Laura Secord s.e.c is a Canadian chocolatier, confectionery, and ice cream company. It is owned by Jean Leclerc of Quebec City, who owns Nutriart, a company devoted to chocolate production. Nutriart is a former division of Biscuits Leclerc.

History

Founding
The company was founded in 1913 by Frank P. O'Connor with its first store on Yonge Street in Toronto, Ontario. 

He chose the name to honor the Canadian heroine Laura Secord. In 1813, Secord, pioneer wife and mother of seven children, made a dangerous 19-mile (30-km) journey on foot to warn Lieutenant James FitzGibbon of a planned American attack. Her bravery contributed to victory at the Battle of Beaver Dams.

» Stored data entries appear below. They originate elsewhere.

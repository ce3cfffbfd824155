//! Fork-choice tree visualizer
//!
//! Polls a beacon-node fork-choice snapshot and displays the block tree:
//! - Tree (tidy) or cluster (dendrogram) layout, support-colored glyphs
//! - Hover tooltips, click-to-pin block details, pan/zoom
//! - Pausable auto-refresh; headless SVG export from the CLI

pub mod config;
pub mod core;
pub mod fetch_state;

#[cfg(any(not(target_arch = "wasm32"), feature = "wasm"))]
pub mod clock;

#[cfg(all(feature = "cli", not(target_arch = "wasm32")))]
pub mod fetch_native;
#[cfg(all(feature = "wasm", target_arch = "wasm32"))]
pub mod fetch_wasm;

#[cfg(feature = "gui")]
pub mod theme;

#[cfg(any(
    all(feature = "native", not(target_arch = "wasm32")),
    all(feature = "wasm", target_arch = "wasm32")
))]
pub mod app;

#[cfg(all(feature = "wasm", target_arch = "wasm32"))]
mod web {
    use crate::app::ForkChoiceApp;
    use crate::fetch_wasm::browser_config;
    use tracing::error;
    use wasm_bindgen::prelude::*;
    use wasm_bindgen::JsCast;

    #[wasm_bindgen(start)]
    pub fn main() {
        console_error_panic_hook::set_once();

        // Initialize tracing for browser console
        tracing_wasm::set_as_global_default();

        let web_options = eframe::WebOptions::default();

        wasm_bindgen_futures::spawn_local(async {
            let canvas = web_sys::window()
                .and_then(|w| w.document())
                .and_then(|d| d.get_element_by_id("canvas"))
                .and_then(|e| e.dyn_into::<web_sys::HtmlCanvasElement>().ok());
            let Some(canvas) = canvas else {
                error!("No <canvas id=\"canvas\"> element on the page");
                return;
            };

            let config = browser_config();
            let started = eframe::WebRunner::new()
                .start(
                    canvas,
                    web_options,
                    Box::new(|cc| Ok(Box::new(ForkChoiceApp::new(cc, config)))),
                )
                .await;
            if let Err(e) = started {
                error!(?e, "Failed to start eframe");
            }
        });
    }
}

In 1919 O'Connor founded the  Fanny Farmer Candy Stores in the US, appropriating the name and highly esteemed reputation of American culinary expert Fannie Farmer, who had absolutely no relationship to his company.

Ownership changes
In 1969, Laura Secord was sold by the O'Connor family to John Labatt Limited. In 1983 it was acquired by British-owned Rowntree Mackintosh Confectionery of York, England. Its successor, Nestlé's Canadian unit, sold it in 1998 to Archibald Candy Corporation of Chicago, which then sold it to Gordon Brothers LLC of Boston in 2004. In 2004, there were 174 outlets throughout the country and a staff of 1,600.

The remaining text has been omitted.